=== Exercise instructions ===
Across all of the records below, determine the number of lines containing the string "BrokenPrevLink"; reply with that number only.

Dataset entries
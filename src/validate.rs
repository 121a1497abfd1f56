//! Structural invariant checker for [`FibonacciHeap`].
//!
//! Corruption is a programming defect, not a runtime condition callers are
//! expected to handle, so nothing in the heap calls this on its own unless the
//! `debug-invariants` feature is enabled. Tests call
//! [`FibonacciHeap::validate`] after every mutation.

use crate::arena::NodeId;
use crate::fibonacci::FibonacciHeap;
use crate::traits::Data;
use thiserror::Error;

/// A broken structural invariant, naming the data handle of the node at fault.
#[derive(Debug, Clone, Copy, PartialEq, Eq, Error)]
pub enum InvariantViolation {
    /// Walking `right` links revisits a node or reaches a retired slot before
    /// returning to the ring's start.
    #[error("ring through node {0} does not close")]
    BrokenRing(Data),
    /// `node.right.left != node`
    #[error("left link of the right neighbour of node {0} does not point back")]
    BrokenPrevLink(Data),
    /// A ring member's parent link disagrees with the ring it sits in.
    #[error("node {0} has the wrong parent link")]
    WrongParent(Data),
    /// A child's key is smaller than its parent's.
    #[error("node {0} has a smaller key than its parent")]
    HeapOrder(Data),
    /// `degree` differs from the length of the child ring.
    #[error("node {data} records degree {recorded} but has {actual} children")]
    WrongDegree {
        /// The node at fault
        data: Data,
        /// The degree field
        recorded: usize,
        /// The child ring length
        actual: usize,
    },
    /// A root carries a mark.
    #[error("root {0} is marked")]
    MarkedRoot(Data),
    /// Some root has a smaller key than the minimum.
    #[error("root {0} has a smaller key than the minimum")]
    MinNotMinimal(Data),
    /// A subtree with a degree-k root has fewer than F(k+2) nodes.
    #[error("subtree under node {0} is too small for its degree")]
    SubtreeTooSmall(Data),
    /// The recorded length differs from the number of reachable nodes.
    #[error("heap records {expected} nodes but {found} are reachable")]
    SizeMismatch {
        /// The length field
        expected: usize,
        /// Nodes reached by walking the forest
        found: usize,
    },
}

/// Smallest subtree that can hang under a root of the given degree, F(degree + 2).
fn min_subtree_size(degree: usize) -> usize {
    let (mut a, mut b) = (1usize, 1usize);
    for _ in 0..degree {
        (a, b) = (b, a.saturating_add(b));
    }
    b
}

impl<P: Ord> FibonacciHeap<P> {
    /// Checks every structural invariant of the forest.
    ///
    /// Verifies ring closure in both directions, parent links, degrees, heap
    /// order, root marks, the minimum, the Fibonacci subtree size bound, and
    /// the node count. Runs in O(n).
    pub fn validate(&self) -> Result<(), InvariantViolation> {
        let Some(min) = self.min else {
            return if self.len == 0 {
                Ok(())
            } else {
                Err(InvariantViolation::SizeMismatch {
                    expected: self.len,
                    found: 0,
                })
            };
        };

        let mut seen = vec![false; self.arena.slots()];
        let mut order = Vec::with_capacity(self.len);

        self.check_ring(min, None, &mut seen, &mut order)?;
        let min_key = self.arena.key(min);
        for &root in &order {
            let node = self.arena.node(root);
            if node.marked {
                return Err(InvariantViolation::MarkedRoot(node.data));
            }
            if self.arena.key(root) < min_key {
                return Err(InvariantViolation::MinNotMinimal(node.data));
            }
        }

        // Breadth-first: `order` grows while it is scanned
        let mut i = 0;
        while i < order.len() {
            let id = order[i];
            i += 1;
            let node = self.arena.node(id);
            let Some(child) = node.child else {
                if node.degree != 0 {
                    return Err(InvariantViolation::WrongDegree {
                        data: node.data,
                        recorded: node.degree as usize,
                        actual: 0,
                    });
                }
                continue;
            };
            let before = order.len();
            let actual = self.check_ring(child, Some(id), &mut seen, &mut order)?;
            if actual != node.degree as usize {
                return Err(InvariantViolation::WrongDegree {
                    data: node.data,
                    recorded: node.degree as usize,
                    actual,
                });
            }
            for &c in &order[before..] {
                if self.arena.key(c) < self.arena.key(id) {
                    return Err(InvariantViolation::HeapOrder(self.arena.node(c).data));
                }
            }
        }

        if order.len() != self.len {
            return Err(InvariantViolation::SizeMismatch {
                expected: self.len,
                found: order.len(),
            });
        }

        // Children come after their parents in `order`
        let mut sizes = vec![1usize; self.arena.slots()];
        for &id in order.iter().rev() {
            let node = self.arena.node(id);
            if sizes[id.index()] < min_subtree_size(node.degree as usize) {
                return Err(InvariantViolation::SubtreeTooSmall(node.data));
            }
            if let Some(parent) = node.parent {
                sizes[parent.index()] += sizes[id.index()];
            }
        }
        Ok(())
    }

    /// Walks one ring, recording its members. Returns the ring length.
    fn check_ring(
        &self,
        start: NodeId,
        parent: Option<NodeId>,
        seen: &mut [bool],
        order: &mut Vec<NodeId>,
    ) -> Result<usize, InvariantViolation> {
        let mut count = 0;
        let mut current = start;
        loop {
            let node = self.arena.node(current);
            if seen[current.index()] || node.key.is_none() {
                return Err(InvariantViolation::BrokenRing(node.data));
            }
            seen[current.index()] = true;
            order.push(current);
            count += 1;

            if node.parent != parent {
                return Err(InvariantViolation::WrongParent(node.data));
            }
            if self.arena.node(node.right).left != current {
                return Err(InvariantViolation::BrokenPrevLink(node.data));
            }
            current = node.right;
            if current == start {
                return Ok(count);
            }
        }
    }
}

=== Result ===
2